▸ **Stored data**
>>>

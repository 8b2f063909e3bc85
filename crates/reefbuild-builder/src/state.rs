//! Cross-step build state
//!
//! Typed slots instead of a string-keyed bag: each step reads what earlier
//! steps stored and writes what later steps need. Only the step currently
//! executing ever touches it.

use crate::error::BuildError;
use reefbuild_client::{Application, ApplicationResource, FleetClient, Label};
use std::collections::BTreeMap;
use std::sync::Arc;

/// In-memory state threading data between sequential steps.
#[derive(Default)]
pub struct BuildState {
    /// API session, stored by the connect step.
    pub client: Option<Arc<FleetClient>>,

    /// Selected label, stored by the find-label step.
    pub label: Option<Label>,

    /// Created application, stored by the create-application step.
    pub application: Option<Application>,

    /// Allocated resource, stored by the wait-for-allocation step.
    pub resource: Option<ApplicationResource>,

    /// Variables published for downstream collaborators.
    pub generated: GeneratedData,

    /// First fatal error recorded by the runner; cleanup never overwrites it.
    pub error: Option<BuildError>,
}

impl BuildState {
    pub fn new() -> Self {
        Self::default()
    }

    /// API client, or a state error if the connect step has not run.
    pub fn client(&self) -> Result<Arc<FleetClient>, BuildError> {
        self.client
            .clone()
            .ok_or(BuildError::StateMissing("api client"))
    }
}

/// Generated output variables, populated incrementally as the run advances.
#[derive(Debug, Clone, Default)]
pub struct GeneratedData {
    pub application_uid: Option<String>,
    pub resource_uid: Option<String>,
    pub ssh_host: Option<String>,
    pub ssh_port: Option<u16>,
}

impl GeneratedData {
    /// The string map handed to the artifact; absent slots are omitted.
    pub fn into_map(self) -> BTreeMap<String, String> {
        let mut map = BTreeMap::new();
        if let Some(uid) = self.application_uid {
            map.insert("ApplicationUID".to_string(), uid);
        }
        if let Some(uid) = self.resource_uid {
            map.insert("ResourceUID".to_string(), uid);
        }
        if let Some(host) = self.ssh_host {
            map.insert("SSHHost".to_string(), host);
        }
        if let Some(port) = self.ssh_port {
            map.insert("SSHPort".to_string(), port.to_string());
        }
        map
    }
}

#[cfg(test)]
mod tests {
    use super::*;

    #[test]
    fn generated_map_contains_only_populated_slots() {
        let data = GeneratedData {
            application_uid: Some("app-1".to_string()),
            ssh_port: Some(2222),
            ..Default::default()
        };
        let map = data.into_map();
        assert_eq!(map.len(), 2);
        assert_eq!(map["ApplicationUID"], "app-1");
        assert_eq!(map["SSHPort"], "2222");
    }

    #[test]
    fn missing_client_is_a_state_error() {
        let state = BuildState::new();
        assert!(matches!(
            state.client().unwrap_err(),
            BuildError::StateMissing("api client")
        ));
    }
}
//! Label (resource template) resolution

use crate::config::PreparedConfig;
use crate::error::{BuildError, ConfigError, Result};
use crate::state::BuildState;
use crate::step::Step;
use async_trait::async_trait;
use reefbuild_client::Label;
use std::sync::Arc;

/// Resolves the configured label name (and optional version) to a concrete
/// label definition.
pub struct FindLabelStep {
    config: Arc<PreparedConfig>,
}

impl FindLabelStep {
    pub fn new(config: Arc<PreparedConfig>) -> Self {
        Self { config }
    }
}

#[async_trait]
impl Step for FindLabelStep {
    fn name(&self) -> &'static str {
        "find-label"
    }

    async fn run(&self, state: &mut BuildState) -> Result<()> {
        let client = state.client()?;
        let config = &self.config.config;

        tracing::info!(label = %config.label_name, "Looking for label");
        let version_filter = match config.label_version.as_deref() {
            Some(v) => {
                tracing::info!(version = v, "Searching for specific version");
                v
            }
            None => {
                tracing::info!("No version specified, using the latest");
                "last"
            }
        };

        let labels = client
            .get_labels(&config.label_name, Some(version_filter))
            .await?;
        if labels.is_empty() {
            return Err(BuildError::LabelNotFound(config.label_name.clone()));
        }

        let selected = match config.label_version.as_deref() {
            None => pick_latest(labels),
            Some(raw) => {
                let requested: i64 = raw
                    .parse()
                    .map_err(|_| ConfigError::InvalidVersion(raw.to_string()))?;
                labels
                    .into_iter()
                    .find(|label| label.version == requested)
                    .ok_or_else(|| BuildError::LabelVersionNotFound {
                        name: config.label_name.clone(),
                        version: requested,
                    })?
            }
        };

        tracing::info!(
            label = %selected.name,
            version = selected.version,
            uid = %selected.uid,
            definitions = selected.definitions.len(),
            "Found label"
        );

        if selected.definitions.is_empty() {
            return Err(BuildError::LabelHasNoDefinitions(selected.name));
        }

        state.label = Some(selected);
        Ok(())
    }
}

/// Highest version wins; on duplicates the first one seen at that version.
fn pick_latest(mut labels: Vec<Label>) -> Label {
    let mut best = 0;
    for (i, label) in labels.iter().enumerate().skip(1) {
        if label.version > labels[best].version {
            best = i;
        }
    }
    labels.swap_remove(best)
}

#[cfg(test)]
mod tests {
    use super::*;

    fn label(uid: &str, version: i64) -> Label {
        Label {
            uid: uid.to_string(),
            created_at: None,
            name: "builder".to_string(),
            version,
            definitions: Vec::new(),
            metadata: Default::default(),
        }
    }

    #[test]
    fn latest_version_wins() {
        let picked = pick_latest(vec![label("a", 1), label("b", 3), label("c", 2)]);
        assert_eq!(picked.version, 3);
        assert_eq!(picked.uid, "b");
    }

    #[test]
    fn duplicate_max_keeps_first_seen() {
        let picked = pick_latest(vec![label("a", 3), label("b", 3), label("c", 1)]);
        assert_eq!(picked.uid, "a");
    }
}
//! Build workflow error types

use reefbuild_client::{ApplicationStatus, ClientError};
use std::time::Duration;
use thiserror::Error;

/// Configuration errors, fatal before any network call.
#[derive(Error, Debug)]
pub enum ConfigError {
    #[error("{0} is required")]
    MissingField(&'static str),

    #[error("Invalid {field}: cannot parse duration '{value}'")]
    InvalidDuration { field: &'static str, value: String },

    #[error("Invalid label version format '{0}': expected an integer")]
    InvalidVersion(String),
}

/// Errors produced by the build workflow.
#[derive(Error, Debug)]
pub enum BuildError {
    #[error("Invalid configuration: {0}")]
    Config(#[from] ConfigError),

    #[error(transparent)]
    Api(#[from] ClientError),

    /// A step needed something an earlier step should have stored.
    #[error("{0} not available in build state")]
    StateMissing(&'static str),

    #[error("{what} timeout reached after {after:?}")]
    Timeout { what: &'static str, after: Duration },

    #[error("{what} retry limit exceeded ({attempts} attempts)")]
    RetriesExceeded { what: &'static str, attempts: u32 },

    #[error("No labels found with name '{0}'")]
    LabelNotFound(String),

    #[error("Label '{name}' version {version} not found")]
    LabelVersionNotFound { name: String, version: i64 },

    #[error("Label '{0}' has no definitions")]
    LabelHasNoDefinitions(String),

    #[error("Application failed with status {status}: {description}")]
    AllocationFailed {
        status: ApplicationStatus,
        description: String,
    },

    #[error("Image capture task failed: {0}")]
    ImageTaskFailed(String),

    #[error("Provisioning hook failed: {0}")]
    Hook(#[source] anyhow::Error),
}

pub type Result<T> = std::result::Result<T, BuildError>;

<<<

▸ **Exercise**
Return the lines above precisely as they appear, beginning at the first line and ending at the line with "the wait-for-allocation step.", and nothing after it.

▸ **Result below**
repository 8b2f063909e3bc85
filename crates/reefbuild-builder/src/state.rs
//! Cross-step build state
//!
//! Typed slots instead of a string-keyed bag: each step reads what earlier
//! steps stored and writes what later steps need. Only the step currently
//! executing ever touches it.

use crate::error::BuildError;
use reefbuild_client::{Application, ApplicationResource, FleetClient, Label};
use std::collections::BTreeMap;
use std::sync::Arc;

/// In-memory state threading data between sequential steps.
#[derive(Default)]
pub struct BuildState {
    /// API session, stored by the connect step.
    pub client: Option<Arc<FleetClient>>,

    /// Selected label, stored by the find-label step.
    pub label: Option<Label>,

    /// Created application, stored by the create-application step.
    pub application: Option<Application>,

    /// Allocated resource, stored by the wait-for-allocation step.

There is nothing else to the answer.